Professional Corporation
650 Page Mill Road
Palo Alto, CA 94304
(650) 493-9300


Approximate date of commencement of proposed sale to the public:
As soon as practicable after the effective date of this Registration Statement.

        If the only securities being registered on this Form are being offered pursuant to dividend or interest reinvestment plans, please check the following box.    o

        If any of the securities being registered on this Form are to be offered on a delayed or continuous basis pursuant to Rule 415 under the Securities Act of 1933, other than securities offered only in connection with dividend or interest reinvestment plans, check the following box.    o

        If this Form is filed to register additional securities for an offering pursuant to Rule 462(b) under the Securities Act, please check the following box and list the Securities Act registration statement number of the earlier effective registration statement for the same offering.    o

        If this Form is a post-effective amendment filed pursuant to Rule 462(c) under the Securities Act, check the following box and list the Securities Act registration statement number of the earlier effective registration statement for the same offering.    o

        If delivery of the prospectus is expected to be made pursuant to Rule 434, please check the following box.    o


CALCULATION OF REGISTRATION FEE


Title of Each Class of
Securities to be Registered

  Amount to be Registered
  Proposed Maximum
Offering Price
Per Share

  Proposed Maximum
Aggregate Offering
Price

  Amount of Registration Fee

Common Stock, $0.01 par value per share, issuable upon exercise of an outstanding warrant to purchase shares of Common Stock   294,579(1)   $5.36(2)   $1,578,944   $201.00

(1)
Pursuant to Rule 416 under the Securities Act, such number of shares of common stock registered hereby shall include an indeterminate number of shares of common stock that may be issued in connection with a stock split, stock dividend, recapitalization or similar event.

(2)
Estimated solely for the purpose of computing the amount of the registration fee in accordance with Rule 457 (c) under the Securities Act of 1933, as amended, and is based on the average of the high and low sales prices of a share of the Registrant's Common Stock as reported by the Nasdaq National Market on November 30, 2004.

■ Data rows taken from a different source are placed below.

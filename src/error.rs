//! Crate-wide error handling.
//!
//! [`Error`] collects the error kinds this crate can raise: a missing
//! file or peer, an unparseable line or document, an
//! OS-level I/O failure, a depfile protocol violation, and a daemon write
//! timeout. [`ErrorWithLocation`] separately attaches file/line information
//! to an error, for the two line-oriented parsers ([`crate::depfile`] and
//! [`crate::hostlist`]) that want to report *where* in their input they
//! failed.

use std::fmt;
use std::io;
use std::num::NonZeroU32;
use std::path::{Path, PathBuf};

/// A line in a file: the place where something went wrong.
///
/// Both fields are optional, in case they are not known.
#[derive(Clone, Copy, PartialEq, Eq, PartialOrd, Ord, Hash, Debug)]
pub struct Location<'a> {
	pub file: Option<&'a Path>,
	pub line: Option<NonZeroU32>,
}

impl Location<'static> {
	/// A [`Location`] with no location information.
	pub const UNKNOWN: Self = Location {
		file: None,
		line: None,
	};
}

/// An error which happened at a specific line in some file.
///
/// Use [`at`][AddLocationToError::at] on an [`Error`][std::error::Error], or
/// [`err_at`][AddLocationToResult::err_at] on a [`Result`] to make one.
#[derive(Debug)]
pub struct ErrorWithLocation<T> {
	pub file: Option<PathBuf>,
	pub line: Option<NonZeroU32>,
	pub error: T,
}

impl<'a> Location<'a> {
	/// Create an error containing location information.
	pub fn error<E>(&self, error: E) -> ErrorWithLocation<E> {
		ErrorWithLocation {
			file: self.file.map(|p| p.to_path_buf()),
			line: self.line,
			error,
		}
	}
}

impl<A> ErrorWithLocation<A> {
	/// Convert one error type to another, while keeping the location
	/// information.
	pub fn convert<B: From<A>>(self) -> ErrorWithLocation<B> {
		ErrorWithLocation {
			file: self.file,
			line: self.line,
			error: From::from(self.error),
		}
	}

	/// Get the location at which the error occurred.
	pub fn location(&self) -> Location {
		Location {
			file: self.file.as_deref(),
			line: self.line,
		}
	}
}

/// Extension trait: adds [`err_at()`][Self::err_at] to [`Result`].
pub trait AddLocationToResult {
	type WithLocation;
	/// Add location information to the error.
	fn err_at(self, location: Location) -> Self::WithLocation;
}

/// Extension trait: adds [`at()`][Self::at] to any [`std::error::Error`].
pub trait AddLocationToError {
	type WithLocation;
	/// Add location information to the error.
	fn at(self, location: Location) -> Self::WithLocation;
}

impl<T, E> AddLocationToResult for std::result::Result<T, E> {
	type WithLocation = std::result::Result<T, ErrorWithLocation<E>>;
	fn err_at(self, location: Location) -> Self::WithLocation {
		self.map_err(|e| location.error(e))
	}
}

impl<E: std::error::Error> AddLocationToError for E {
	type WithLocation = ErrorWithLocation<E>;
	fn at(self, location: Location) -> Self::WithLocation {
		location.error(self)
	}
}

impl fmt::Display for Location<'_> {
	fn fmt(&self, f: &mut fmt::Formatter) -> fmt::Result {
		if let Some(file) = self.file.as_ref() {
			write!(f, "{}", file.display())?;
		}
		if let Some(line) = self.line {
			write!(f, ":{}", line)?;
		}
		Ok(())
	}
}

impl<T: fmt::Display> fmt::Display for ErrorWithLocation<T> {
	fn fmt(&self, f: &mut fmt::Formatter) -> fmt::Result {
		if self.location() != Location::UNKNOWN {
			write!(f, "{}: ", self.location())?;
		}
		write!(f, "{}", self.error)
	}
}

impl<T: std::error::Error> std::error::Error for ErrorWithLocation<T> {}

impl<T: std::error::Error + Send + Sync + 'static> From<ErrorWithLocation<T>> for io::Error {
	fn from(src: ErrorWithLocation<T>) -> io::Error {
		io::Error::new(io::ErrorKind::Other, src)
	}
}

/// The crate-wide error type.
///
/// Every fallible public function in this crate returns `Result<T, Error>`.
#[derive(Debug, thiserror::Error)]
pub enum Error {
	/// A file or peer that was expected to exist could not be found. This is
	/// frequently not fatal: [`crate::buildlog::BuildLog::load`] treats a
	/// missing log file as an empty one, and [`crate::dcache::DCache`] moves
	/// on to the next peer.
	#[error("not found: {0}")]
	NotFound(PathBuf),

	/// A line, document, or token could not be parsed.
	#[error("{0}")]
	Format(String),

	/// An OS-level failure, with the context in which it occurred.
	#[error("{context}: {source}")]
	Io {
		context: String,
		#[source]
		source: io::Error,
	},

	/// A depfile violated the parser's input discipline (see
	/// [`crate::depfile`]).
	#[error("{0}")]
	Protocol(String),

	/// A daemon write deadline expired before a response could be sent.
	#[error("write timed out")]
	Timeout,
}

impl Error {
	pub fn io(context: impl Into<String>, source: io::Error) -> Self {
		Error::Io {
			context: context.into(),
			source,
		}
	}
}

impl<T: std::error::Error + Send + Sync + 'static> From<ErrorWithLocation<T>> for Error {
	fn from(src: ErrorWithLocation<T>) -> Self {
		Error::Format(src.to_string())
	}
}

pub type Result<T> = std::result::Result<T, Error>;
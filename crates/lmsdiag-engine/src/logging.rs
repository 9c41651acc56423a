//! Subscriber setup for hosts embedding the analyzers.

use tracing_subscriber::{layer::SubscriberExt, util::SubscriberInitExt, EnvFilter};

/// Set to `1` or `true` for one JSON object per log line
pub const LOG_JSON_ENV: &str = "LMSDIAG_LOG_JSON";

fn env_bool(name: &str) -> bool {
    std::env::var(name)
        .map(|v| matches!(v.trim().to_ascii_lowercase().as_str(), "1" | "true" | "yes"))
        .unwrap_or(false)
}

/// Install the global subscriber. `RUST_LOG` overrides `default_filter`.
///
/// Returns `false` when a subscriber was already installed.
pub fn init(default_filter: &str) -> bool {
    let filter = EnvFilter::try_from_default_env().unwrap_or_else(|_| EnvFilter::new(default_filter));
    let installed = if env_bool(LOG_JSON_ENV) {
        tracing_subscriber::registry()
            .with(filter)
            .with(tracing_subscriber::fmt::layer().json())
            .try_init()
    } else {
        tracing_subscriber::registry()
            .with(filter)
            .with(tracing_subscriber::fmt::layer())
            .try_init()
    };
    installed.is_ok()
}
//! Unified Error Model
//!
//! Only conditions that prevent a report from being produced are errors.
//! Malformed single documents and validation failures are reported as data.
use thiserror::Error;

#[derive(Error, Debug)]
pub enum DiagError {
    /// Container could not be opened (corrupt archive)
    #[error("EXTRACT/{0}")]
    Extraction(String),

    /// Recognized but unsupported legacy container type
    #[error("CONTAINER/unsupported container format: {0}")]
    UnsupportedContainer(String),

    /// Nothing analyzable was found
    #[error("CONTENT/{0}")]
    NoUsableContent(String),

    #[error("CONFIG/{0}")]
    Config(String),

    #[error("IO/{0}")]
    Io(#[from] std::io::Error),
}

impl DiagError {
    /// Stable short code for hosts that map errors to messages.
    pub fn code(&self) -> &'static str {
        match self {
            DiagError::Extraction(_) => "extraction_failed",
            DiagError::UnsupportedContainer(_) => "unsupported_container",
            DiagError::NoUsableContent(_) => "no_usable_content",
            DiagError::Config(_) => "config",
            DiagError::Io(_) => "io",
        }
    }
}

pub type Result<T> = std::result::Result<T, DiagError>;
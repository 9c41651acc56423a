//! Request middleware: CORS for the host's web view and one log line per
//! request.
use axum::middleware::Next;
use axum::{body::Body, http::Request, response::Response};
use std::time::Instant;
use tower_http::cors::CorsLayer;

pub fn cors() -> CorsLayer {
    CorsLayer::permissive()
}

pub async fn log_requests(req: Request<Body>, next: Next) -> Response {
    let method = req.method().clone();
    let path = req.uri().path().to_string();
    let started = Instant::now();
    let response = next.run(req).await;
    tracing::info!(
        %method,
        path = %path,
        status = response.status().as_u16(),
        latency_ms = started.elapsed().as_millis() as u64,
        "request served"
    );
    response
}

        The Registrant hereby amends this Registration Statement on such date or dates as may be necessary to delay its effective date until the Registrant shall file a further amendment which specifically states that this Registration Statement shall thereafter become effective in accordance with Section 8(a) of the Securities Act of 1933 or until the Registration Statement shall become effective on such date as the Commission, acting pursuant to said Section 8(a), may determine.




The information in this prospectus is not complete and may be changed. The selling security holder may not sell these securities until the registration statement filed with the Securities and Exchange Commission is effective. This prospectus is not an offer to sell these securities and it is not soliciting an offer to buy these securities in any state where the offer or sale is not permitted.

SUBJECT TO COMPLETION, DATED DECEMBER 3, 2004


PRELIMINARY PROSPECTUS

294,579 Shares

Lattice Semiconductor Corporation

Common Stock


        This prospectus relates to an aggregate of 294,579 shares of common stock, $0.01 par value, of Lattice Semiconductor Corporation that are issuable upon exercise of a warrant granted to Bain & Company, Inc., the selling securityholder identified in this prospectus. Bain & Company, Inc. may use this prospectus to resell up to 294,579 shares of our common stock issuable upon exercise of the warrant.

        The selling security holder is offering all of the shares to be sold in this offering. We will not receive any of the proceeds from the resale of the shares covered by this prospectus.

        Our common stock is traded on the Nasdaq National Market under the symbol "LSCC." On November 30, 2004, the last reported sale price for our common stock on the Nasdaq National Market was $5.34 per share.

        Investing in the common stock involves risks. See "Risk Factors" beginning on page 2 to read about risk factors you should consider before buying the common stock.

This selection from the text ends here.